Sergeant Sarah Brown: It's so delicious. That Bacardi flavouring certainly makes a difference.
Nathan Detroit: Oh, yeah. Nine times out of ten.
Sergeant Sarah Brown: You know, this would be a wonderful way to get children to drink milk.
The above exchange comes in the middle of one of the greatest scenes in one of the greatest movies (my thanks to whomever is behind Drew's Script-O-Rama -- so much more satisfying than IMDB quotes), and just about sums up my attitude to sweet cocktails and fancy coffees. Both are abominations, designed to give people the thrill of doing naughty things without having to do the work that turns them into a pleasure.

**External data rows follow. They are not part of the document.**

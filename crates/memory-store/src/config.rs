//! Per-layer storage policies.

use anyhow::{Context, Result};
use camino::{Utf8Path, Utf8PathBuf};
use serde::{Deserialize, Serialize};
use std::fs;
use std::time::Duration;

use crate::layered::Layer;

/// Default cache freshness window, in milliseconds.
pub const DEFAULT_CACHE_TTL_MS: u64 = 300_000;

/// Policy for a single file-backed store.
#[derive(Debug, Clone, PartialEq, Eq, Serialize, Deserialize)]
pub struct StoreConfig {
    /// Directory holding one file per item
    pub root: Utf8PathBuf,

    /// Gzip item files (`.json.gz`)
    #[serde(default)]
    pub compression: bool,

    /// Keep rotating backups of prior versions
    #[serde(default = "default_backups")]
    pub backups: bool,

    /// Number of prior versions retained per item
    #[serde(default = "default_max_backup_files")]
    pub max_backup_files: usize,

    /// Cache freshness window in milliseconds (0 disables caching)
    #[serde(default = "default_cache_ttl_ms")]
    pub cache_ttl_ms: u64,
}

fn default_backups() -> bool {
    true
}

fn default_max_backup_files() -> usize {
    5
}

fn default_cache_ttl_ms() -> u64 {
    DEFAULT_CACHE_TTL_MS
}

impl StoreConfig {
    /// Plain store with backups at the default depth.
    pub fn new(root: impl Into<Utf8PathBuf>) -> Self {
        Self {
            root: root.into(),
            compression: false,
            backups: default_backups(),
            max_backup_files: default_max_backup_files(),
            cache_ttl_ms: DEFAULT_CACHE_TTL_MS,
        }
    }

    pub fn with_compression(mut self, enabled: bool) -> Self {
        self.compression = enabled;
        self
    }

    /// Enable backups with the given depth, or disable them with `None`.
    pub fn with_backups(mut self, max_backup_files: Option<usize>) -> Self {
        match max_backup_files {
            Some(max) => {
                self.backups = true;
                self.max_backup_files = max;
            }
            None => self.backups = false,
        }
        self
    }

    pub fn with_cache_ttl(mut self, ttl: Duration) -> Self {
        self.cache_ttl_ms = u64::try_from(ttl.as_millis()).unwrap_or(u64::MAX);
        self
    }

    pub fn cache_ttl(&self) -> Duration {
        Duration::from_millis(self.cache_ttl_ms)
    }

    /// Default policy for a layer rooted at `root`.
    pub fn for_layer(layer: Layer, root: impl Into<Utf8PathBuf>) -> Self {
        let config = Self::new(root);
        match layer {
            Layer::Global => config.with_compression(true).with_backups(Some(10)),
            Layer::Project => config.with_compression(false).with_backups(Some(5)),
            Layer::Session => config.with_compression(false).with_backups(None),
        }
    }
}

/// Configuration of the three storage layers.
#[derive(Debug, Clone, PartialEq, Eq, Serialize, Deserialize)]
pub struct LayeredConfig {
    pub global: StoreConfig,
    pub project: StoreConfig,
    pub session: StoreConfig,
}

/// On-disk shape of a layered configuration file. Every field is optional.
#[derive(Debug, Default, Deserialize)]
struct LayeredConfigFile {
    base: Option<Utf8PathBuf>,
    #[serde(default)]
    global: Option<serde_json::Value>,
    #[serde(default)]
    project: Option<serde_json::Value>,
    #[serde(default)]
    session: Option<serde_json::Value>,
}

impl LayeredConfig {
    /// Default policies under `<base>/{global,project,session}`.
    pub fn under(base: impl AsRef<Utf8Path>) -> Self {
        let base = base.as_ref();
        Self {
            global: StoreConfig::for_layer(Layer::Global, base.join("global")),
            project: StoreConfig::for_layer(Layer::Project, base.join("project")),
            session: StoreConfig::for_layer(Layer::Session, base.join("session")),
        }
    }

    /// Default policies under the default base directory.
    pub fn default_location() -> Self {
        Self::under(memory_common::default_store_base())
    }

    /// Load a JSON configuration file.
    ///
    /// Layers absent from the file keep their defaults; fields absent from a
    /// layer's object fall back to that layer's default policy.
    pub fn from_file(path: impl AsRef<Utf8Path>) -> Result<Self> {
        let path = path.as_ref();
        let content = fs::read_to_string(path)
            .with_context(|| format!("Failed to read config file: {}", path))?;
        let file: LayeredConfigFile = serde_json::from_str(&content)
            .with_context(|| format!("Failed to parse config file: {}", path))?;

        let mut config = match &file.base {
            Some(base) => Self::under(base),
            None => Self::default_location(),
        };

        config.global = merge_layer(config.global, file.global)
            .with_context(|| format!("Invalid global layer in {}", path))?;
        config.project = merge_layer(config.project, file.project)
            .with_context(|| format!("Invalid project layer in {}", path))?;
        config.session = merge_layer(config.session, file.session)
            .with_context(|| format!("Invalid session layer in {}", path))?;

        Ok(config)
    }

    pub fn get(&self, layer: Layer) -> &StoreConfig {
        match layer {
            Layer::Global => &self.global,
            Layer::Project => &self.project,
            Layer::Session => &self.session,
        }
    }
}

impl Default for LayeredConfig {
    fn default() -> Self {
        Self::default_location()
    }
}

/// Overlay the fields present in `overrides` on top of `base`.
fn merge_layer(base: StoreConfig, overrides: Option<serde_json::Value>) -> Result<StoreConfig> {
    let Some(serde_json::Value::Object(overrides)) = overrides else {
        return Ok(base);
    };

    let mut merged = match serde_json::to_value(&base)? {
        serde_json::Value::Object(map) => map,
        _ => anyhow::bail!("store config did not serialize to an object"),
    };
    merged.extend(overrides);

    Ok(serde_json::from_value(serde_json::Value::Object(merged))?)
}

#[cfg(test)]
mod tests {
    use super::*;
    use tempfile::tempdir;

    #[test]
    fn test_layer_defaults() {
        let config = LayeredConfig::under("/data/memory");

        assert_eq!(config.global.root, "/data/memory/global");
        assert!(config.global.compression);
        assert_eq!(config.global.max_backup_files, 10);

        assert!(!config.project.compression);
        assert!(config.project.backups);
        assert_eq!(config.project.max_backup_files, 5);

        assert!(!config.session.backups);
        assert_eq!(config.session.cache_ttl(), Duration::from_secs(300));
    }

    #[test]
    fn test_from_file_overrides_only_given_fields() {
        let dir = tempdir().unwrap();
        let path = Utf8PathBuf::from_path_buf(dir.path().join("layers.json")).unwrap();
        fs::write(
            &path,
            r#"{"base": "/srv/mem", "project": {"max_backup_files": 2, "cache_ttl_ms": 5000}}"#,
        )
        .unwrap();

        let config = LayeredConfig::from_file(&path).unwrap();
        assert_eq!(config.project.root, "/srv/mem/project");
        assert_eq!(config.project.max_backup_files, 2);
        assert_eq!(config.project.cache_ttl(), Duration::from_secs(5));
        assert!(config.project.backups);
        assert!(config.global.compression);
    }

    #[test]
    fn test_from_file_rejects_garbage() {
        let dir = tempdir().unwrap();
        let path = Utf8PathBuf::from_path_buf(dir.path().join("layers.json")).unwrap();
        fs::write(&path, "not json").unwrap();

        assert!(LayeredConfig::from_file(&path).is_err());
    }
}
/// Tracks the active context and moves between contexts.
///
/// Not shareable across threads while mutating: every state-changing call
/// takes `&mut self`.
pub struct ContextSnapshotManager {
    backend: Arc<dyn MemoryBackend>,
    host: Box<dyn HostEnvironment>,
    config: ContextManagerConfig,
    active_context: Option<TaskExecutionContext>,
    context_stack: Vec<String>,
    modified_files: BTreeSet<String>,
    thinking_patterns: BTreeSet<String>,
    notes: String,
}

impl ContextSnapshotManager {
    /// Manager over the live process.
    pub fn new(backend: Arc<dyn MemoryBackend>) -> Self {
        Self::with_host(backend, Box::new(ProcessHost), ContextManagerConfig::default())
    }

    pub fn with_host(
        backend: Arc<dyn MemoryBackend>,
        host: Box<dyn HostEnvironment>,
        config: ContextManagerConfig,
    ) -> Self {
        Self {
            backend,
            host,
            config,
            active_context: None,
            context_stack: Vec::new(),
            modified_files: BTreeSet::new(),
            thinking_patterns: BTreeSet::new(),
            notes: String::new(),
        }
    }

    pub fn active_context(&self) -> Option<&TaskExecutionContext> {
        self.active_context.as_ref()
    }

    /// Ids of previously active contexts, oldest first.
    pub fn context_stack(&self) -> &[String] {
        &self.context_stack
    }

    pub fn modified_files(&self) -> &BTreeSet<String> {
        &self.modified_files
    }

    /// Record `path` for inclusion in the next capture.
    ///
    /// Ignored (returns `false`) when no context is active.
    pub fn track_file_modification(&mut self, path: impl Into<String>) -> bool {
        let path = path.into();
        if self.active_context.is_none() {
            debug!(path = %path, "no active context, modification not tracked");
            return false;
        }
        self.modified_files.insert(path)
    }

    /// Stage a thinking-pattern label for the next capture.
    pub fn record_thinking_pattern(&mut self, label: impl Into<String>) {
        self.thinking_patterns.insert(label.into());
    }

    /// Append a line of free text to the notes of the next capture.
    pub fn add_note(&mut self, note: &str) {
        if !self.notes.is_empty() {
            self.notes.push('\n');
        }
        self.notes.push_str(note);
    }

    /// Snapshot the live state for `task_id` and persist it.
    ///
    /// Does not change the active context.
    pub fn capture(&self, task_id: &str, branch_id: Option<&str>) -> Result<TaskExecutionContext> {
        let environment = self.capture_environment();
        let working_directory = PathBuf::from(&environment.working_directory);

        let context = TaskExecutionContext {
            task_id: task_id.to_string(),
            branch_id: branch_id.map(str::to_string),
            files: self.capture_files(&working_directory),
            environment,
            commands: self.capture_commands(),
            thinking_patterns: self.thinking_patterns.clone(),
            memory_keys: self.related_memory_keys(task_id),
            notes: self.notes.clone(),
            captured_at: Utc::now(),
        };

        self.persist(&context)?;
        info!(
            task_id,
            files = context.files.len(),
            commands = context.commands.recent_commands.len(),
            "context captured"
        );
        Ok(context)
    }

    /// Apply `context` to the live environment and make it active.
    pub fn restore(&mut self, context: TaskExecutionContext) -> RestoreReport {
        let mut report = RestoreReport {
            task_id: context.task_id.clone(),
            ..RestoreReport::default()
        };
        let environment = &context.environment;
        let working_directory = Path::new(&environment.working_directory);

        if working_directory.is_dir() {
            match self.host.set_current_dir(working_directory) {
                Ok(()) => report
                    .restored
                    .push(format!("working directory: {}", working_directory.display())),
                Err(e) => report.warnings.push(format!(
                    "could not enter {}: {}",
                    working_directory.display(),
                    e
                )),
            }
        } else {
            report.warnings.push(format!(
                "working directory no longer exists: {}",
                working_directory.display()
            ));
        }

        let mut applied = 0;
        for (name, value) in &environment.env_vars {
            match self.host.set_var(name, value) {
                Ok(()) => applied += 1,
                Err(e) => report
                    .warnings
                    .push(format!("environment variable {:?} not restored: {}", name, e)),
            }
        }
        if applied > 0 {
            report.restored.push(format!("{} environment variables", applied));
        }

        if let Some(venv) = &environment.virtual_env {
            if Path::new(venv).is_dir() {
                report.restored.push(format!("virtual environment: {}", venv));
            } else {
                report
                    .warnings
                    .push(format!("virtual environment not found: {}", venv));
            }
        }

        for file in &context.files {
            let resolved = resolve(working_directory, &file.path);
            if !resolved.exists() {
                report.files_missing.push(file.path.clone());
                continue;
            }
            match hash_file(&resolved) {
                Ok(hash) if hash != file.content_hash => {
                    report.files_changed.push(file.path.clone())
                }
                Ok(_) => {}
                Err(e) => report
                    .errors
                    .push(format!("could not hash {}: {}", file.path, e)),
            }
        }
        if !report.files_changed.is_empty() {
            report.warnings.push(format!(
                "{} files changed since capture",
                report.files_changed.len()
            ));
        }
        if !report.files_missing.is_empty() {
            report.warnings.push(format!(
                "{} files missing since capture",
                report.files_missing.len()
            ));
        }

        self.modified_files = context
            .files
            .iter()
            .filter(|f| !self.config.marker_files.contains(&f.path))
            .map(|f| f.path.clone())
            .collect();
        self.thinking_patterns = context.thinking_patterns.clone();
        self.notes = context.notes.clone();

        info!(
            task_id = %context.task_id,
            warnings = report.warnings.len(),
            "context restored"
        );
        self.active_context = Some(context);
        report
    }

    /// Make `new_task_id` the active context.
    ///
    /// The current context (if any) is captured and its id pushed onto the
    /// stack. A stored context for `new_task_id` is restored; otherwise a new
    /// one is captured.
    pub fn switch(&mut self, new_task_id: &str, branch_id: Option<&str>) -> Result<SwitchReport> {
        let previous = self.flush_active()?;
        if let Some(id) = &previous {
            self.context_stack.push(id.clone());
        }
        self.activate(new_task_id, branch_id, previous)
    }

    /// Return to the most recently stacked context.
    ///
    /// The current context is captured but not stacked. `None` when the stack
    /// is empty.
    pub fn pop_context(&mut self) -> Result<Option<SwitchReport>> {
        let Some(task_id) = self.context_stack.pop() else {
            return Ok(None);
        };
        let previous = self.flush_active()?;
        self.activate(&task_id, None, previous).map(Some)
    }

    /// Stored context for `task_id`, if any.
    ///
    /// A stored record that cannot be parsed is treated as absent.
    pub fn load_context(&self, task_id: &str) -> Result<Option<TaskExecutionContext>> {
        let key = TaskExecutionContext::storage_key(task_id);
        let mut filters = Map::new();
        filters.insert("key".to_string(), Value::String(key.clone()));
        filters.insert("layer".to_string(), Value::String(self.config.layer.clone()));

        let Some(record) = self.backend.recall(&key, &filters, 1)?.into_iter().next() else {
            return Ok(None);
        };
        match TaskExecutionContext::from_json(&record.content) {
            Ok(context) => Ok(Some(context)),
            Err(e) => {
                warn!(task_id, error = %e, "stored context is malformed, ignoring");
                Ok(None)
            }
        }
    }

    /// Structural diff between the stored contexts of two tasks.
    pub fn diff(&self, id_a: &str, id_b: &str) -> Result<ContextDiff> {
        let a = self
            .load_context(id_a)?
            .ok_or_else(|| ContextError::NotFound(id_a.to_string()))?;
        let b = self
            .load_context(id_b)?
            .ok_or_else(|| ContextError::NotFound(id_b.to_string()))?;
        Ok(diff_contexts(&a, &b))
    }

    /// Capture the active context, if any, returning its id.
    fn flush_active(&mut self) -> Result<Option<String>> {
        let Some(active) = &self.active_context else {
            return Ok(None);
        };
        let task_id = active.task_id.clone();
        let branch_id = active.branch_id.clone();
        self.capture(&task_id, branch_id.as_deref())?;
        Ok(Some(task_id))
    }

    fn activate(
        &mut self,
        task_id: &str,
        branch_id: Option<&str>,
        previous: Option<String>,
    ) -> Result<SwitchReport> {
        self.modified_files.clear();
        self.thinking_patterns.clear();
        self.notes.clear();

        match self.load_context(task_id)? {
            Some(context) => {
                let restore = self.restore(context);
                info!(task_id, previous = ?previous, "switched to stored context");
                Ok(SwitchReport {
                    action: SwitchAction::Restored,
                    task_id: task_id.to_string(),
                    previous,
                    restore: Some(restore),
                })
            }
            None => {
                let context = self.capture(task_id, branch_id)?;
                self.active_context = Some(context);
                info!(task_id, previous = ?previous, "switched to new context");
                Ok(SwitchReport {
                    action: SwitchAction::Created,
                    task_id: task_id.to_string(),
                    previous,
                    restore: None,
                })
            }
        }
    }

    fn persist(&self, context: &TaskExecutionContext) -> Result<()> {
        let mut metadata = Map::new();
        metadata.insert("type".to_string(), Value::String(CONTEXT_RECORD_TYPE.to_string()));
        metadata.insert("task_id".to_string(), Value::String(context.task_id.clone()));
        metadata.insert(
            "branch_id".to_string(),
            context
                .branch_id
                .clone()
                .map_or(Value::Null, Value::String),
        );
        metadata.insert(
            "captured_at".to_string(),
            Value::String(context.captured_at.to_rfc3339()),
        );

        self.backend.save(
            &context.to_json()?,
            &self.config.layer,
            &metadata,
            &TaskExecutionContext::storage_key(&context.task_id),
        )
    }

    fn capture_environment(&self) -> EnvironmentSnapshot {
        let working_directory = self
            .host
            .current_dir()
            .map(|dir| dir.display().to_string())
            .unwrap_or_else(|_| ".".to_string());

        let env_vars = self
            .config
            .env_allow_list
            .iter()
            .filter_map(|name| self.host.var(name).map(|value| (name.clone(), value)))
            .collect();

        EnvironmentSnapshot {
            working_directory,
            python_path: self.host.interpreter_path(),
            virtual_env: self.host.var("VIRTUAL_ENV"),
            env_vars,
            installed_packages: self
                .host
                .installed_packages(&self.config.package_command, self.config.package_timeout()),
        }
    }

    /// Tracked paths first, then marker files present in `working_directory`.
    fn capture_files(&self, working_directory: &Path) -> Vec<FileSnapshot> {
        let mut seen = BTreeSet::new();
        let mut files = Vec::new();

        let tracked = self.modified_files.iter();
        let markers = self
            .config
            .marker_files
            .iter()
            .filter(|marker| working_directory.join(marker).is_file());

        for path in tracked.chain(markers) {
            if !seen.insert(path.as_str()) {
                continue;
            }
            let resolved = resolve(working_directory, path);
            match FileSnapshot::capture(path.as_str(), &resolved) {
                Ok(snapshot) => files.push(snapshot),
                Err(e) => debug!(path = %path, error = %e, "file skipped during capture"),
            }
        }
        files
    }

    fn capture_commands(&self) -> CommandSnapshot {
        match self.host.shell_history(self.config.history_limit) {
            Some(history) => CommandSnapshot::new(history.commands, history.shell),
            None => {
                let shell = self
                    .host
                    .var("SHELL")
                    .and_then(|shell| shell_from_path(&shell))
                    .unwrap_or(DEFAULT_SHELL);
                CommandSnapshot::new(Vec::new(), shell)
            }
        }
    }

    /// Keys of memory records tagged with `task_id`, other than stored contexts.
    fn related_memory_keys(&self, task_id: &str) -> BTreeSet<String> {
        let mut filters = Map::new();
        filters.insert("task_id".to_string(), Value::String(task_id.to_string()));

        // One extra slot for the task's own context record.
        match self
            .backend
            .recall(task_id, &filters, self.config.related_memory_limit + 1)
        {
            Ok(records) => records
                .into_iter()
                .filter(|record| {
                    record.metadata.get("type").and_then(Value::as_str)
                        != Some(CONTEXT_RECORD_TYPE)
                })
                .filter_map(|record| record.key)
                .take(self.config.related_memory_limit)
                .collect(),
            Err(e) => {
                warn!(task_id, error = %e, "related memory lookup failed");
                BTreeSet::new()
            }
        }
    }
}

So it was with great joy that I gulped down a helping of bile from one Tom Philpott, who lays into Starbucks and what it has done to the oxymoron that is US coffee culture, over at [GristMill] http://gristmill.grist.org/story/2006/10/27/103445/25. Go read it for yourself.1 I will make just one piddling, pedantic comment. Tom writes:
The espresso at Medici, while a tad light in body, is lavishly blanketed in golden-brown crema, subtly sweet, with a finish that sticks with you for minutes after you're done. In a word, it's proper, correct.
Where I drink my coffee, it takes a shot of grappa or sambuca to correct a coffee, but that’s another matter.
* Which I believe is how one refers to a caffe latte made with decaf, skimmed milk and artificial sweetener.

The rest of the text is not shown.